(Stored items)
□ □ □ □ □

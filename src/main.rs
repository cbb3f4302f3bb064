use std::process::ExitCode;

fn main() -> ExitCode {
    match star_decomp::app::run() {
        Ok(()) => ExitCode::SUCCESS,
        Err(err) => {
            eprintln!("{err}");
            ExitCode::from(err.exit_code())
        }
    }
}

□ □ □ □ □

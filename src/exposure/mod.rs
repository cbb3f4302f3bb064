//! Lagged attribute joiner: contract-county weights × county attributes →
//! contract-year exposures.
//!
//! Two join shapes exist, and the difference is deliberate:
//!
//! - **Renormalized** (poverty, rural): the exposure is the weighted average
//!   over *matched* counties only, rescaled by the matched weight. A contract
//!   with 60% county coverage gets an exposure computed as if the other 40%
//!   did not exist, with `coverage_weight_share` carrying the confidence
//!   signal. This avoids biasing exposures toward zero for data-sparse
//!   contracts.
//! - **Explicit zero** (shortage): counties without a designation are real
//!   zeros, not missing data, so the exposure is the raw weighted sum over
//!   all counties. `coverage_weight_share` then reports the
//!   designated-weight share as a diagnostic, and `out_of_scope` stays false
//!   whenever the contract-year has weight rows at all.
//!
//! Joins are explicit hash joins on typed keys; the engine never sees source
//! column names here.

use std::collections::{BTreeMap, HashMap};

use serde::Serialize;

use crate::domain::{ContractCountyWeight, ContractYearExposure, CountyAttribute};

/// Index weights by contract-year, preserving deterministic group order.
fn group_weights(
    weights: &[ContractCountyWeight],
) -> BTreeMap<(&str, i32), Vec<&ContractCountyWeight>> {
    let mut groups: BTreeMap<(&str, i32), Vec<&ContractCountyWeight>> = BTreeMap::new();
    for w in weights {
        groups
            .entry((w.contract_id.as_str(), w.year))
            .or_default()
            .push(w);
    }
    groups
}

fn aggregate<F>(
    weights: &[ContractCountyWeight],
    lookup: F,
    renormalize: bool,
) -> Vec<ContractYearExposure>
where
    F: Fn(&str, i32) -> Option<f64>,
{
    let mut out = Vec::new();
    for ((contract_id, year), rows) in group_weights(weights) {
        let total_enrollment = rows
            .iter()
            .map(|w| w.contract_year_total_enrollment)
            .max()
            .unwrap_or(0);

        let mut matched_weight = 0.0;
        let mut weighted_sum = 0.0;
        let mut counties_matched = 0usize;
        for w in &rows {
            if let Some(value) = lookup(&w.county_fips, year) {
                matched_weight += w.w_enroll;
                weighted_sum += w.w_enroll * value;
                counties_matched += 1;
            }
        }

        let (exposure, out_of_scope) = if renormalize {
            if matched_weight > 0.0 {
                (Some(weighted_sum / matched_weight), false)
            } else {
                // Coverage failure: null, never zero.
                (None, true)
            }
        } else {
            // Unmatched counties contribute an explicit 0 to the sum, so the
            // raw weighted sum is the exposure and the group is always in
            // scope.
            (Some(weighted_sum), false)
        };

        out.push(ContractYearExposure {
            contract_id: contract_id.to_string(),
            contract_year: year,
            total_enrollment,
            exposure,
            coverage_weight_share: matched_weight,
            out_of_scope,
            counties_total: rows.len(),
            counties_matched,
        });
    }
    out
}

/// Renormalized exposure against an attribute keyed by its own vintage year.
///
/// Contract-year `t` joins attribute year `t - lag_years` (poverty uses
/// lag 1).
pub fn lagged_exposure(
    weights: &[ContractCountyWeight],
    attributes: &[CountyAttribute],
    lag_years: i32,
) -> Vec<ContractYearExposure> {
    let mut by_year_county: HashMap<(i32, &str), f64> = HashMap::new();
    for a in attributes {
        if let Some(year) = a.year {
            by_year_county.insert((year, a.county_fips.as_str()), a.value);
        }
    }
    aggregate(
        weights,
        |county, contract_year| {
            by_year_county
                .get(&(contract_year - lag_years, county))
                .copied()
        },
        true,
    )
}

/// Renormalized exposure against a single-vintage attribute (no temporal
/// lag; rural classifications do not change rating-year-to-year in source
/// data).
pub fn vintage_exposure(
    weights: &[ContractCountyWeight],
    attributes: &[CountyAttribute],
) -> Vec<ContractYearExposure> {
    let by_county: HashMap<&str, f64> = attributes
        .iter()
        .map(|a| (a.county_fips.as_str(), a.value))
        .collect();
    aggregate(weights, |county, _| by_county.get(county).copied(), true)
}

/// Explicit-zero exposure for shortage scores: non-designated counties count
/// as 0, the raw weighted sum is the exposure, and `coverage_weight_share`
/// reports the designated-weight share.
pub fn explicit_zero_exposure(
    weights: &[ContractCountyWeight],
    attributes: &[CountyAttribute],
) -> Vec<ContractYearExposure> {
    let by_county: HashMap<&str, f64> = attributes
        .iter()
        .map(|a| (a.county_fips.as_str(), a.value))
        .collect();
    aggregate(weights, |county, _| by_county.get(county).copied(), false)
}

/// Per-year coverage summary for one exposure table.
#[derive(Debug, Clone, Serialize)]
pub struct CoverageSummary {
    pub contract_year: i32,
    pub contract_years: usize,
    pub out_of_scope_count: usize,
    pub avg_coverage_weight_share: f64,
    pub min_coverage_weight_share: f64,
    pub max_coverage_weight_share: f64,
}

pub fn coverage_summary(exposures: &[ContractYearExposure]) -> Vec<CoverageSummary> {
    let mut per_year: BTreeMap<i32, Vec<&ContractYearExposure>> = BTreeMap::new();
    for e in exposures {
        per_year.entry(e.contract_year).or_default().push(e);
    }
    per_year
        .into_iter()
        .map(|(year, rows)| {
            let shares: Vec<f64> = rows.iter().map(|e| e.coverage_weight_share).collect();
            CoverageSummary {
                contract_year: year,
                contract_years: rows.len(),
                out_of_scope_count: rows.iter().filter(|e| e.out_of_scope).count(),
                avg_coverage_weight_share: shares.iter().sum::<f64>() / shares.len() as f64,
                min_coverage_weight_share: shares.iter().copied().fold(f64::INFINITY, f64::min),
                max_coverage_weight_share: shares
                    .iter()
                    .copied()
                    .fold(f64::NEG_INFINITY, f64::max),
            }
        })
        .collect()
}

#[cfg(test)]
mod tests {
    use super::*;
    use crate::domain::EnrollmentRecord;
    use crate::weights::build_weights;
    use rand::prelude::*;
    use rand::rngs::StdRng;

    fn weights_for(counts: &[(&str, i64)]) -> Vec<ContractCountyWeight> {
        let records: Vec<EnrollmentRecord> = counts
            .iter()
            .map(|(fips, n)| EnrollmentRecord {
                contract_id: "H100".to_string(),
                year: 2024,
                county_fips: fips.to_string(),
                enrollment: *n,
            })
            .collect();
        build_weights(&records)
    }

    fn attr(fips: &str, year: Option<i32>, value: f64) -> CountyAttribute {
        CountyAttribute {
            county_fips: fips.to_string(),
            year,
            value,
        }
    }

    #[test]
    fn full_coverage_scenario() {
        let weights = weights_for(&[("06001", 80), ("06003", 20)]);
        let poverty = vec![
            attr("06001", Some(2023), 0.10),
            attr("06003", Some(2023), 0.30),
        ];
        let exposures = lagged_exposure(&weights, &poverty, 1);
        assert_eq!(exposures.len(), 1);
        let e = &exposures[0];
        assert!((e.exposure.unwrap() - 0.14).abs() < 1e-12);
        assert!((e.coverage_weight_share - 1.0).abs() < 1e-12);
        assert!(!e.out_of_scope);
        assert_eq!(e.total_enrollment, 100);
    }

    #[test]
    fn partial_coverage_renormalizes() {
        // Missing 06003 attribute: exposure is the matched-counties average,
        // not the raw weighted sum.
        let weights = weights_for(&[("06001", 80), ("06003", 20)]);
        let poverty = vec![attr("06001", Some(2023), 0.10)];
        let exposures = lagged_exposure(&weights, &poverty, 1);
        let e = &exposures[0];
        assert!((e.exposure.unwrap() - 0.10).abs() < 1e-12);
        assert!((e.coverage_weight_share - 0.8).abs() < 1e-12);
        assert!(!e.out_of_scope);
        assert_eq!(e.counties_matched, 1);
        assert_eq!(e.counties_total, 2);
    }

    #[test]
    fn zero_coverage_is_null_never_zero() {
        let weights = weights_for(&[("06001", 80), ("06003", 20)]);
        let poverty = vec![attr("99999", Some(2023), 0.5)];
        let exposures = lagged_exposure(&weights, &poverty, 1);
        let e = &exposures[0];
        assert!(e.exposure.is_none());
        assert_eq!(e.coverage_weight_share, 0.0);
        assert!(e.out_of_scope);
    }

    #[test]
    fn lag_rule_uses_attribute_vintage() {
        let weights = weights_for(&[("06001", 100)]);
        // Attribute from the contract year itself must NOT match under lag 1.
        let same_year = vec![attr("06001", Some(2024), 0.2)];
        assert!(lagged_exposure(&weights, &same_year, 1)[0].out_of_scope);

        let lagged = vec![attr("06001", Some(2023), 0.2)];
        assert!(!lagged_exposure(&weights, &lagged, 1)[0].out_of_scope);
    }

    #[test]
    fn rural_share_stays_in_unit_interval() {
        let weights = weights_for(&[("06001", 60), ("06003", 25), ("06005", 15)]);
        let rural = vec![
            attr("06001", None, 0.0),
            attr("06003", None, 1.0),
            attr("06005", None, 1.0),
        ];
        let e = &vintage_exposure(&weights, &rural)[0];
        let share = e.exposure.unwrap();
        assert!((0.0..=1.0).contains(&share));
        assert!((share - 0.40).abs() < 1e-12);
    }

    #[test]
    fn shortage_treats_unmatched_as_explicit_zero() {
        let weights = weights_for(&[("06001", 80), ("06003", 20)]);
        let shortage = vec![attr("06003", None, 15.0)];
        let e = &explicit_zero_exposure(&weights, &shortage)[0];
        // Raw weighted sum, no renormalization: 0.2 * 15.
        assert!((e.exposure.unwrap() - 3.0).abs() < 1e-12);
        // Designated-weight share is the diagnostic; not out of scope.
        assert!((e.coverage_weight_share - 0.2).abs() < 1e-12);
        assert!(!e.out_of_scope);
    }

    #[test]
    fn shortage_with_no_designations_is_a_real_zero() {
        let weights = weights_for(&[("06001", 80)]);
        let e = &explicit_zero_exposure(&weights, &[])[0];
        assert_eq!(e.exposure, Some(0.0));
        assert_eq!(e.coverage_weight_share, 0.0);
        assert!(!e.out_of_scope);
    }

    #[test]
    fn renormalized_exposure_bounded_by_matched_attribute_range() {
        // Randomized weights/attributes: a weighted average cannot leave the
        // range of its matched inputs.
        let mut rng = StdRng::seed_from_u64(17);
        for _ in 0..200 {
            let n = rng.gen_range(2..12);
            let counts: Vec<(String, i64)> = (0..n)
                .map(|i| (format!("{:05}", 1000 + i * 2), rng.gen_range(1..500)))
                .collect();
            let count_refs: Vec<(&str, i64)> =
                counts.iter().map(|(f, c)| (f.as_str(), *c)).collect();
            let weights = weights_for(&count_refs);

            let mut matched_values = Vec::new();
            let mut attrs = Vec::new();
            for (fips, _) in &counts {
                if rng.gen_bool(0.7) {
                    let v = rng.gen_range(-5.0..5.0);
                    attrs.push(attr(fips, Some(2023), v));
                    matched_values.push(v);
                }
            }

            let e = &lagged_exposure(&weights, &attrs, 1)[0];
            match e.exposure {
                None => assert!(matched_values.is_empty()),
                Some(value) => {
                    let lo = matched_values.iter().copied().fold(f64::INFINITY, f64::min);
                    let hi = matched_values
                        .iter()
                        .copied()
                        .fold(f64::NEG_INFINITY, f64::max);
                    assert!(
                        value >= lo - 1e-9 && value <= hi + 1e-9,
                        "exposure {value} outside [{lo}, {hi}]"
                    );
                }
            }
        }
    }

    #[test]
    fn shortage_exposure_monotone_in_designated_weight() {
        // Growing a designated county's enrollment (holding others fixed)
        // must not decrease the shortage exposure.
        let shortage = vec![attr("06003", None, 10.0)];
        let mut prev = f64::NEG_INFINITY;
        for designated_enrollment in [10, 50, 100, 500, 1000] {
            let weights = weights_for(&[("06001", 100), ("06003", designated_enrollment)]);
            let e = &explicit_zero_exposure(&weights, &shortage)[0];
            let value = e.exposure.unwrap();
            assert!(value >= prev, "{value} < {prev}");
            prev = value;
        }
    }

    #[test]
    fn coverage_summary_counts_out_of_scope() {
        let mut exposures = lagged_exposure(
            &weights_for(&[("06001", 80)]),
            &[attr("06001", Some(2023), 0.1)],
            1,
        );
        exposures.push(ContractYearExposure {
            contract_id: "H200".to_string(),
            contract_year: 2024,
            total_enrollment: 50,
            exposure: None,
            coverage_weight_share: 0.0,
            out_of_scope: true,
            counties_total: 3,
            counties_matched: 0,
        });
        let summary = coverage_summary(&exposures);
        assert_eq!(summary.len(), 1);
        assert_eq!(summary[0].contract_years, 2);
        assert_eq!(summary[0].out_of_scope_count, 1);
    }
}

□ □ □ □ □

Task goal: Copy each line containing the word "filename" from the data.

Response below:
filename src/main.rs
filename src/exposure/mod.rs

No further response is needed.